Work to be completed:
List every line below containing "failed".

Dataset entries
***

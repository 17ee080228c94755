//! Error types for the battle simulation.
//!
//! Every variant here is a contract violation: the caller issued a command
//! that does not match the authoritative state. Commands check all of their
//! preconditions before mutating anything, so a returned error always means
//! the battle is unchanged. Expected "nothing found" outcomes (no path, no
//! buff, no target) are `Option`s and never show up here.

use thiserror::Error;

use crate::battle::BattlePhase;
use crate::map::{GridPos, ObjId};
use crate::warrior::{TeamId, UnitId};

/// Result type alias using [`BattleError`].
pub type Result<T> = std::result::Result<T, BattleError>;

/// Top-level error type for all battle simulation errors.
#[derive(Debug, Clone, PartialEq, Eq, Error)]
pub enum BattleError {
    /// The map object is not present on the grid.
    #[error("Object {0} is not on the grid")]
    NotOnGrid(ObjId),

    /// The unit is not present on the grid (dead or never placed).
    #[error("Unit {0} is not on the grid")]
    UnitNotOnGrid(UnitId),

    /// No warrior with this id exists in the battle.
    #[error("Unknown unit: {0}")]
    UnknownUnit(UnitId),

    /// The player does not take part in this battle.
    #[error("Unknown player: {0}")]
    UnknownPlayer(TeamId),

    /// A player tried to command a unit from another team.
    #[error("Player {player} does not own unit {unit}")]
    NotOwner {
        /// Originating player.
        player: TeamId,
        /// Unit the command targeted.
        unit: UnitId,
    },

    /// The command is not valid in the current battle phase.
    #[error("Command '{op}' is not allowed while the battle is {phase:?}")]
    InvalidPhase {
        /// Opcode of the rejected command.
        op: &'static str,
        /// Phase at the time of the command.
        phase: BattlePhase,
    },

    /// The unit already moved this round.
    #[error("Unit {0} has already moved this round")]
    AlreadyMoved(UnitId),

    /// The unit already acted this round.
    #[error("Unit {0} has already finished its action this round")]
    ActionAlreadyDone(UnitId),

    /// The first cell of a move path is not where the unit stands.
    #[error("Unit {unit} is at {actual} but the path starts at {expected}")]
    PathStartMismatch {
        /// Unit being moved.
        unit: UnitId,
        /// First cell of the submitted path.
        expected: GridPos,
        /// Cell the unit actually occupies.
        actual: GridPos,
    },

    /// The move path is malformed (empty or not 4-connected).
    #[error("Invalid move path for unit {unit}: {reason}")]
    InvalidPath {
        /// Unit being moved.
        unit: UnitId,
        /// Why the path was rejected.
        reason: String,
    },

    /// Coordinates fall outside the map.
    #[error("Position {0} is outside the map")]
    OutOfBounds(GridPos),

    /// The target cell is not inside the attack range set.
    #[error("Target at {target} is out of range for unit {unit}")]
    TargetOutOfRange {
        /// Acting unit.
        unit: UnitId,
        /// Target cell.
        target: GridPos,
    },

    /// The command expected a live unit at a cell and found none.
    #[error("No unit at {0}")]
    NoUnitAt(GridPos),

    /// The unit is dead and cannot act or be acted upon.
    #[error("Unit {0} is dead")]
    UnitDead(UnitId),

    /// Friendly fire is not allowed.
    #[error("Unit {attacker} cannot attack teammate {target}")]
    FriendlyTarget {
        /// Attacking unit.
        attacker: UnitId,
        /// Targeted teammate.
        target: UnitId,
    },

    /// An active skill with this id is already present.
    #[error("Unit {unit} already has skill '{skill}'; replace it instead")]
    DuplicateSkill {
        /// Owning unit.
        unit: UnitId,
        /// Skill id.
        skill: String,
    },

    /// No active skill with this id exists on the unit.
    #[error("Unit {unit} has no skill '{skill}'")]
    UnknownSkill {
        /// Owning unit.
        unit: UnitId,
        /// Skill id.
        skill: String,
    },

    /// No buff with this id exists on the unit.
    #[error("Unit {unit} has no buff '{buff}'")]
    UnknownBuff {
        /// Owning unit.
        unit: UnitId,
        /// Buff id.
        buff: String,
    },

    /// The battle setup is inconsistent.
    #[error("Invalid battle setup: {0}")]
    InvalidSetup(String),

    /// Encoding or decoding failed.
    #[error("Serialization failed: {0}")]
    Serialization(String),

    /// A replay was produced by an incompatible format version.
    #[error("Replay version mismatch: expected {expected}, got {actual}")]
    ReplayVersionMismatch {
        /// Version this build understands.
        expected: u32,
        /// Version found in the replay.
        actual: u32,
    },

    /// Replaying produced a different state than was recorded.
    #[error("Desync detected after {commands} commands: expected hash {expected:#x}, got {actual:#x}")]
    DesyncDetected {
        /// Number of commands replayed.
        commands: usize,
        /// Recorded final hash.
        expected: u64,
        /// Recomputed hash.
        actual: u64,
    },
}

***

Task result:
    /// Encoding or decoding failed.
    #[error("Serialization failed: {0}")]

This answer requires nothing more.